* **Activity**
Line by line, copy the material below exactly as given.

* **Extracted records**
┏━━
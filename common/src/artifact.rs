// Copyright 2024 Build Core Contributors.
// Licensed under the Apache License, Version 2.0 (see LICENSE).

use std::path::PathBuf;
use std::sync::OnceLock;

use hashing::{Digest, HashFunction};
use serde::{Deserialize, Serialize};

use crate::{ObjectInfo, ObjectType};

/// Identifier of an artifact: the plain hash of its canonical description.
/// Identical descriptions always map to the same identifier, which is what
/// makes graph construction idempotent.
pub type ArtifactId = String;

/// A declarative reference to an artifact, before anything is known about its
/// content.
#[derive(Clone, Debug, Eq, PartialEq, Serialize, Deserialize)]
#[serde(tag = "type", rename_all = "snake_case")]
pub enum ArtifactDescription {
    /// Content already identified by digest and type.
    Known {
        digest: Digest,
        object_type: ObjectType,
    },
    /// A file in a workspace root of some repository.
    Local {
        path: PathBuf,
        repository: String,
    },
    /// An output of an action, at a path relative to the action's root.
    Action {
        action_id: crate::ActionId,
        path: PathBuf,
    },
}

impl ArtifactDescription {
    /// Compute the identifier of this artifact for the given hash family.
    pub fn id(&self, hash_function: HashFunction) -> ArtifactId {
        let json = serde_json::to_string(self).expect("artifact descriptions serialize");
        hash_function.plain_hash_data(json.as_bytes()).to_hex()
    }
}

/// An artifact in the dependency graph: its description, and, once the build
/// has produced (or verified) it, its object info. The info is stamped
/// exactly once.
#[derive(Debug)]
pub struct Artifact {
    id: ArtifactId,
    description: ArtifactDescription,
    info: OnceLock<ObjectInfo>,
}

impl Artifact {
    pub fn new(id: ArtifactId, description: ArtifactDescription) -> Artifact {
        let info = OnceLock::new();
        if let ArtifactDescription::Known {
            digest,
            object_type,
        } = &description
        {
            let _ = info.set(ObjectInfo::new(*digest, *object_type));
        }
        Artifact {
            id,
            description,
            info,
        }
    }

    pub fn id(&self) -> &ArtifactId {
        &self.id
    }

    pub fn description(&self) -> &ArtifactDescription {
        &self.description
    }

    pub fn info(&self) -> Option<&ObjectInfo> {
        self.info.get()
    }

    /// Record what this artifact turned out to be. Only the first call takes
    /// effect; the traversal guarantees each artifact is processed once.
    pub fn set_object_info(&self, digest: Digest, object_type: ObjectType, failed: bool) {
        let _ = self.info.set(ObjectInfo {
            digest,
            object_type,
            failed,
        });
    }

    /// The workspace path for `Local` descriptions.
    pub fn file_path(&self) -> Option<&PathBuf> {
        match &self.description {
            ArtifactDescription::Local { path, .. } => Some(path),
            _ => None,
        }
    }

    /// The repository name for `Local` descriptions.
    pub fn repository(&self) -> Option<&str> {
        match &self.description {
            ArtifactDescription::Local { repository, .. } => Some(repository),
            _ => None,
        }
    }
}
┗━━
* **Solution**
filename common/src/artifact.rs
// Copyright 2024 Build Core Contributors.
// Licensed under the Apache License, Version 2.0 (see LICENSE).

use std::path::PathBuf;
use std::sync::OnceLock;

use hashing::{Digest, HashFunction};
use serde::{Deserialize, Serialize};

use crate::{ObjectInfo, ObjectType};

/// Identifier of an artifact: the plain hash of its canonical description.
/// Identical descriptions always map to the same identifier, which is what
/// makes graph construction idempotent.
pub type ArtifactId = String;

/// A declarative reference to an artifact, before anything is known about its
/// content.
#[derive(Clone, Debug, Eq, PartialEq, Serialize, Deserialize)]
#[serde(tag = "type", rename_all = "snake_case")]
pub enum ArtifactDescription {
    /// Content already identified by digest and type.
    Known {
        digest: Digest,
        object_type: ObjectType,
    },
    /// A file in a workspace root of some repository.
    Local {
        path: PathBuf,
        repository: String,
    },
    /// An output of an action, at a path relative to the action's root.
    Action {
        action_id: crate::ActionId,
        path: PathBuf,
    },
}

impl ArtifactDescription {
    /// Compute the identifier of this artifact for the given hash family.
    pub fn id(&self, hash_function: HashFunction) -> ArtifactId {
        let json = serde_json::to_string(self).expect("artifact descriptions serialize");
        hash_function.plain_hash_data(json.as_bytes()).to_hex()
    }
}

/// An artifact in the dependency graph: its description, and, once the build
/// has produced (or verified) it, its object info. The info is stamped
/// exactly once.
#[derive(Debug)]
pub struct Artifact {
    id: ArtifactId,
    description: ArtifactDescription,
    info: OnceLock<ObjectInfo>,
}

impl Artifact {
    pub fn new(id: ArtifactId, description: ArtifactDescription) -> Artifact {
        let info = OnceLock::new();
        if let ArtifactDescription::Known {
            digest,
            object_type,
        } = &description
        {
            let _ = info.set(ObjectInfo::new(*digest, *object_type));
        }
        Artifact {
            id,
            description,
            info,
        }
    }

    pub fn id(&self) -> &ArtifactId {
        &self.id
    }

    pub fn description(&self) -> &ArtifactDescription {
        &self.description
    }

    pub fn info(&self) -> Option<&ObjectInfo> {
        self.info.get()
    }

    /// Record what this artifact turned out to be. Only the first call takes
    /// effect; the traversal guarantees each artifact is processed once.
    pub fn set_object_info(&self, digest: Digest, object_type: ObjectType, failed: bool) {
        let _ = self.info.set(ObjectInfo {
            digest,
            object_type,
            failed,
        });
    }

    /// The workspace path for `Local` descriptions.
    pub fn file_path(&self) -> Option<&PathBuf> {
        match &self.description {
            ArtifactDescription::Local { path, .. } => Some(path),
            _ => None,
        }
    }

    /// The repository name for `Local` descriptions.
    pub fn repository(&self) -> Option<&str> {
        match &self.description {
            ArtifactDescription::Local { repository, .. } => Some(repository),
            _ => None,
        }
    }
}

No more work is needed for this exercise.